Andreas Mehli entame la discussion dès que je monte dans sa voiture, à la gare de Coire. Il parle de la ferme familiale, de la façon dont il a débuté, à l’âge de 23 ans, à commercialiser des machines agricoles, de ses préoccupations à l’égard des cycles agricoles et de la manière dont il a commencé à produire du charbon à partir de biodéchets.
Il évoque aussi l’ancien moulin rhénan situé à quelques centaines de mètres de la ferme, où, avec son partenaire commercial Ignaz Canova, il a construit une usine dans le but de produire du charbon à partir de la biomasse et où il a aussi expérimenté l’utilisation du biogaz et de la gazéification du bois.
En quatre heures seulement
Lorsque nous arrivons sur les lieux, nous constatons que l’usine est au moins aussi grande que la ferme.
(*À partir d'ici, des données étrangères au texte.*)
//! Capability contracts consumed by the provisioning core.
//!
//! The host mail client exposes three independently failing surfaces:
//! the profile registry, the administrative session, and the logon
//! session. Each is modeled as a narrow object-safe trait so the
//! orchestrator and its state machine can run against fakes; see
//! [`memory`] for the in-memory host used by the test suite and the
//! CLI's simulate mode. Resource release is tied to `Drop` on every
//! handle type.

pub mod memory;

use crate::error::Result;
use crate::model::ids::{EntryId, ServiceId};

/// Provider name of the ActiveSync message service.
pub const PROVIDER_EAS: &str = "EAS";

// ── Service property tags ───────────────────────────────────────

/// Offline-store configuration flags (long).
pub const PR_PST_CONFIG_FLAGS: u32 = 0x6770_0003;
/// Offline-store file path (unicode).
pub const PR_PROFILE_OFFLINE_STORE_PATH: u32 = 0x6610_001F;
/// Service display name (unicode).
pub const PR_DISPLAY_NAME: u32 = 0x3001_001F;
/// Protected mailbox credential blob (binary).
pub const PR_PROFILE_SECURE_MAILBOX: u32 = 0x67F0_0102;
/// Service resource flags (long).
pub const PR_RESOURCE_FLAGS: u32 = 0x3059_0003;
/// Undocumented tag the client requires before it treats the service as
/// fully configured. Meaning unknown; the value is fixed.
pub const PR_SERVICE_EXTRA_CONFIG: u32 = 0x6706_0003;
/// Entry identifier of the service's message store (binary).
pub const PR_ENTRYID: u32 = 0x0FFF_0102;

/// Unicode offline stores.
pub const PST_CONFIG_UNICODE: u32 = 2;
/// Fixed value for [`PR_SERVICE_EXTRA_CONFIG`].
pub const SERVICE_EXTRA_CONFIGURED: u32 = 4;

// ── Resource flags ──────────────────────────────────────────────

pub const SERVICE_CREATE_WITH_STORE: u32 = 0x0000_0004;
pub const SERVICE_NO_PRIMARY_IDENTITY: u32 = 0x0000_0020;

// ── Store open flags ────────────────────────────────────────────

pub const MDB_NO_DIALOG: u32 = 0x0000_0001;
pub const MDB_WRITE: u32 = 0x0000_0004;
pub const MAPI_DEFERRED_ERRORS: u32 = 0x0000_0008;

/// Status returned by `AdminServices` when the named profile does not
/// exist. Recognized and surfaced as a dedicated user-facing error.
pub const MAPI_E_LOGON_FAILED: u32 = 0x8004_0111;

/// One typed value in the registry-like profile store.
#[derive(Debug, Clone, PartialEq, Eq)]
pub enum RegistryValue {
    Text(String),
    Number(u32),
    Bytes(Vec<u8>),
}

/// An open key in the profile store. Dropping the handle releases it.
pub trait RegistryKey {
    /// Read a text value. `Ok(None)` when the value is absent.
    fn get_text(&self, name: &str) -> Result<Option<String>>;
    /// Read a 32-bit value. `Ok(None)` when the value is absent.
    fn get_number(&self, name: &str) -> Result<Option<u32>>;
    /// Read a raw binary value. `Ok(None)` when the value is absent.
    fn get_bytes(&self, name: &str) -> Result<Option<Vec<u8>>>;
    /// Write a value, overwriting any existing value of the same name.
    fn set_value(&self, name: &str, value: RegistryValue) -> Result<()>;
}

/// Open/create access to the hierarchical profile store.
pub trait RegistryStore {
    /// Open an existing key. `Ok(None)` when the key is absent.
    fn open_key(&self, path: &str) -> Result<Option<Box<dyn RegistryKey>>>;
    /// Open a key, creating it if absent.
    fn create_key(&self, path: &str) -> Result<Box<dyn RegistryKey>>;
}

/// One property in a service configuration list.
#[derive(Debug, Clone)]
pub struct ServiceProperty {
    pub tag: u32,
    pub value: PropertyValue,
}

#[derive(Debug, Clone)]
pub enum PropertyValue {
    Long(u32),
    Unicode(String),
    Binary(Vec<u8>),
}

/// Property section of one configured service.
pub trait ProfileSection {
    /// Read the store entry identifier. `Ok(None)` when the property is
    /// absent.
    fn entry_id(&self) -> Result<Option<Vec<u8>>>;
}

/// Administrative capability over one profile's services.
pub trait ServiceAdmin {
    /// Create a message-service instance for the given provider.
    fn create_service(&mut self, provider: &str, display_name: &str) -> Result<ServiceId>;
    /// Apply a property list to a previously created service.
    fn configure_service(
        &mut self,
        service: &ServiceId,
        props: &[ServiceProperty],
    ) -> Result<()>;
    /// Open the property section of a service.
    fn open_profile_section(&mut self, service: &ServiceId) -> Result<Box<dyn ProfileSection>>;
}

/// An opaque open message store. Dropping the handle releases it.
pub trait MessageStore {}

/// A logged-on session against one profile.
pub trait MailSession {
    /// Open the message store identified by `entry_id`. This call is
    /// what forces the host client to materialize the offline data file.
    fn open_store(&mut self, entry_id: &EntryId, flags: u32) -> Result<Box<dyn MessageStore>>;
    /// End the session. Idempotent; also performed on drop.
    fn logoff(&mut self);
}

/// The host mail client process.
pub trait HostClient {
    /// Process-wide mail subsystem initialization. Paired with
    /// [`teardown`](HostClient::teardown) via
    /// [`MailSubsystem`](crate::subsystem::MailSubsystem).
    fn initialize(&self) -> Result<()>;
    fn teardown(&self);
    /// Obtain the service-admin capability for a named profile. Fails
    /// with status [`MAPI_E_LOGON_FAILED`] when the profile is absent.
    fn admin_services(&self, profile: &str) -> Result<Box<dyn ServiceAdmin>>;
    /// Log on to a named profile.
    fn logon(&self, profile: &str) -> Result<Box<dyn MailSession>>;
}

/// OS primitive protecting a secret for the current user.
///
/// The output is only decryptable by the same OS user on the same
/// machine; callers must not assume portability.
pub trait CredentialProtector {
    fn protect(&self, plaintext: &[u8], label: &str) -> Result<Vec<u8>>;
}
Ici, Andreas Mehli et son équipe utilisent toutes les formes de déchets biologiques pour en extraire de l’énergie et d’autres produits environnementaux utiles. «La seule chose qui manque, c’est une éolienne», dit-il en souriant.
Andreas Mehli correspond à l’image que l’on se fait d’un fermier: corps trapu, tête imposante, mains rugueuses et peau bronzée. Quand il parle de ses projets, ses yeux s’illuminent. L’idée d’extraire le charbon de la biomasse lui est venue en 2015, alors qu’Ignaz Canova cherchait du matériel de déshydratation pour une usine de séchage. Andreas Mehli a réfléchi à ce qui pouvait être séché et a pensé à essayer le fumier. Dans sa quête d’une technologie appropriée, il a découvert la méthode ancestrale de la carbonisation hydrothermale (HTC).
Avec ce procédé, la biomasse, comme le fumier liquide ou les boues d’épuration, est carbonisée sous forme liquide sous l’effet de la chaleur et de la pression. Après quatre à douze heures, la biomasse est ainsi transformée en charbon, qui peut être pressé mécaniquement. Dans la nature, ce processus prendrait des milliers d’années.